Wilhite was selected by the New England Patriots in the fourth round (129th overall) in the 2008 NFL draft. On July 17 he signed a contract with New England. He made his NFL debut on September 7, against Kansas City and had a season high six tackles against St. Louis on October 26. His first career interception came off of JaMarcus Russell of the Oakland Raiders on December 14. After spending most of the season behind cornerback Deltha O'Neal, Wilhite replaced O'Neal as a starter for the final four weeks of the 2008 season.

Wilhite played in 14 games for the Patriots in 2009, starting eight.

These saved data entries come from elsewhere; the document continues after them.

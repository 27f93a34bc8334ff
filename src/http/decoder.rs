//! Content-Encoding and charset decoding for materialized bodies.

use crate::base::neterror::NetError;
use async_compression::tokio::bufread::{BrotliDecoder, GzipDecoder, ZlibDecoder, ZstdDecoder};
use bytes::Bytes;
use encoding_rs::{Encoding, UTF_8};
use tokio::io::{AsyncRead, AsyncReadExt};

/// Undo the codings listed in `Content-Encoding`, last applied first.
///
/// Unknown codings are passed through untouched.
pub async fn decompress(content_encoding: Option<&str>, body: Bytes) -> Result<Bytes, NetError> {
    let Some(header) = content_encoding else {
        return Ok(body);
    };
    if body.is_empty() {
        return Ok(body);
    }

    let mut body = body;
    for coding in header.rsplit(',').map(str::trim) {
        body = match coding.to_ascii_lowercase().as_str() {
            "" | "identity" => body,
            "gzip" | "x-gzip" => drain(GzipDecoder::new(&body[..])).await?,
            "deflate" => drain(ZlibDecoder::new(&body[..])).await?,
            "br" => drain(BrotliDecoder::new(&body[..])).await?,
            "zstd" => drain(ZstdDecoder::new(&body[..])).await?,
            other => {
                tracing::debug!(coding = other, "unsupported content-encoding, passing through");
                return Ok(body);
            }
        };
    }
    Ok(body)
}

async fn drain<R: AsyncRead + Unpin>(mut decoder: R) -> Result<Bytes, NetError> {
    let mut out = Vec::new();
    decoder
        .read_to_end(&mut out)
        .await
        .map_err(|_| NetError::ContentDecodingFailed)?;
    Ok(Bytes::from(out))
}

/// The `charset` parameter of a Content-Type value.
pub fn charset(content_type: Option<&str>) -> Option<&'static Encoding> {
    let mime: mime::Mime = content_type?.parse().ok()?;
    let label = mime.get_param(mime::CHARSET)?;
    Encoding::for_label(label.as_str().as_bytes())
}

/// Decode body bytes to text. A BOM wins, then the Content-Type charset,
/// then UTF-8. Malformed sequences become U+FFFD.
pub fn decode_text(bytes: &[u8], content_type: Option<&str>) -> String {
    let encoding = charset(content_type).unwrap_or(UTF_8);
    let (text, used, had_errors) = encoding.decode(bytes);
    if had_errors {
        tracing::trace!(encoding = used.name(), "replaced malformed sequences while decoding text");
    }
    text.into_owned()
}

#[cfg(test)]
mod tests {
    use super::*;
    use async_compression::tokio::bufread::{BrotliEncoder, GzipEncoder, ZlibEncoder};

    async fn compress<E: AsyncRead + Unpin>(encoder: E) -> Bytes {
        drain(encoder).await.unwrap()
    }

    #[tokio::test]
    async fn test_decompress_each_coding() {
        let plain = b"{\"hello\":\"world\"}".repeat(20);

        let gz = compress(GzipEncoder::new(&plain[..])).await;
        assert_eq!(decompress(Some("gzip"), gz).await.unwrap(), plain);

        let zlib = compress(ZlibEncoder::new(&plain[..])).await;
        assert_eq!(decompress(Some("deflate"), zlib).await.unwrap(), plain);

        let br = compress(BrotliEncoder::new(&plain[..])).await;
        assert_eq!(decompress(Some("BR"), br).await.unwrap(), plain);
    }

    #[tokio::test]
    async fn test_stacked_and_passthrough() {
        let plain = b"stacked codings".to_vec();
        let inner = compress(ZlibEncoder::new(&plain[..])).await;
        let outer = compress(GzipEncoder::new(&inner[..])).await;
        assert_eq!(decompress(Some("deflate, gzip"), outer).await.unwrap(), plain);

        let raw = Bytes::from_static(b"raw");
        assert_eq!(decompress(None, raw.clone()).await.unwrap(), raw);
        assert_eq!(decompress(Some("identity"), raw.clone()).await.unwrap(), raw);
        assert_eq!(decompress(Some("compress"), raw.clone()).await.unwrap(), raw);
    }

    #[tokio::test]
    async fn test_corrupt_body() {
        let err = decompress(Some("gzip"), Bytes::from_static(b"not gzip at all"))
            .await
            .unwrap_err();
        assert_eq!(err, NetError::ContentDecodingFailed);
    }

    #[test]
    fn test_charset_decoding() {
        assert_eq!(charset(Some("text/html; charset=ISO-8859-1")).unwrap().name(), "windows-1252");
        assert!(charset(Some("text/html")).is_none());
        assert!(charset(None).is_none());

        assert_eq!(decode_text(b"caf\xe9", Some("text/plain; charset=latin1")), "café");
        let sjis = b"\x82\xb1\x82\xf1\x82\xc9\x82\xbf\x82\xcd";
        assert_eq!(decode_text(sjis, Some("text/plain; charset=shift_jis")), "こんにちは");
        assert_eq!(decode_text("café".as_bytes(), Some("application/json")), "café");
        assert_eq!(decode_text(b"bad \xff", None), "bad \u{fffd}");
    }
}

He recorded two interceptions, 45 tackles, and five passes defensed. In 2010, Wilhite played in the first nine games of the season for the Patriots, starting one, before missing four games with a hip injury. He was placed on injured reserve on December 15, with a hamstring injury. He finished the season with 20 tackles and two passes defensed.

On August 29, 2011, he was waived.

===Denver Broncos===
Wilhite signed with the Denver Broncos on September 4, 2011.

===Chicago Bears===
Wilhite signed with the Chicago Bears on April 5, 2012. However, he was waived on August 31.

==NFL career statistics==

Legend
| Bold | Career high |

===Regular season===

Year: Team; Games; Tackles; Interceptions; Fumbles
GP: GS; Cmb; Solo; Ast; Sck; TFL; Int; Yds; TD; Lng; PD; FF; FR; Yds; TD
2008: NWE; 16; 4; 28; 24; 4; 0.0; 0; 1; 16; 0; 16; 2; 0; 0; 0; 0
2009: NWE; 14; 8; 45; 37; 8; 0.0; 1; 2; 17; 0; 17; 5; 0; 1; 0; 0
2010: NWE; 9; 1; 20; 16; 4; 0.0; 0; 0; 0; 0; 0; 2; 0; 0; 0; 0
2011: DEN; 15; 2; 30; 27; 3; 2.0; 2; 1; 2; 0; 2; 2; 0; 0; 0; 0
Career: 54; 15; 123; 104; 19; 2.0; 3; 4; 35; 0; 17; 11; 0; 1; 0; 0

===Playoffs===

Year: Team; Games; Tackles; Interceptions; Fumbles
GP: GS; Cmb; Solo; Ast; Sck; TFL; Int; Yds; TD; Lng; PD; FF; FR; Yds; TD
2009: NWE; 1; 0; 4; 3; 1; 0.0; 0; 0; 0; 0; 0; 0; 0; 0; 0; 0
2011: DEN; 2; 0; 0; 0; 0; 0.0; 0; 0; 0; 0; 0; 0; 0; 0; 0; 0
Career: 3; 0; 4; 3; 1; 0.0; 0; 0; 0; 0; 0; 0; 0; 0; 0; 0

==Personal life==
In 2011, during the lockout, Wilhite married Sheena Davis.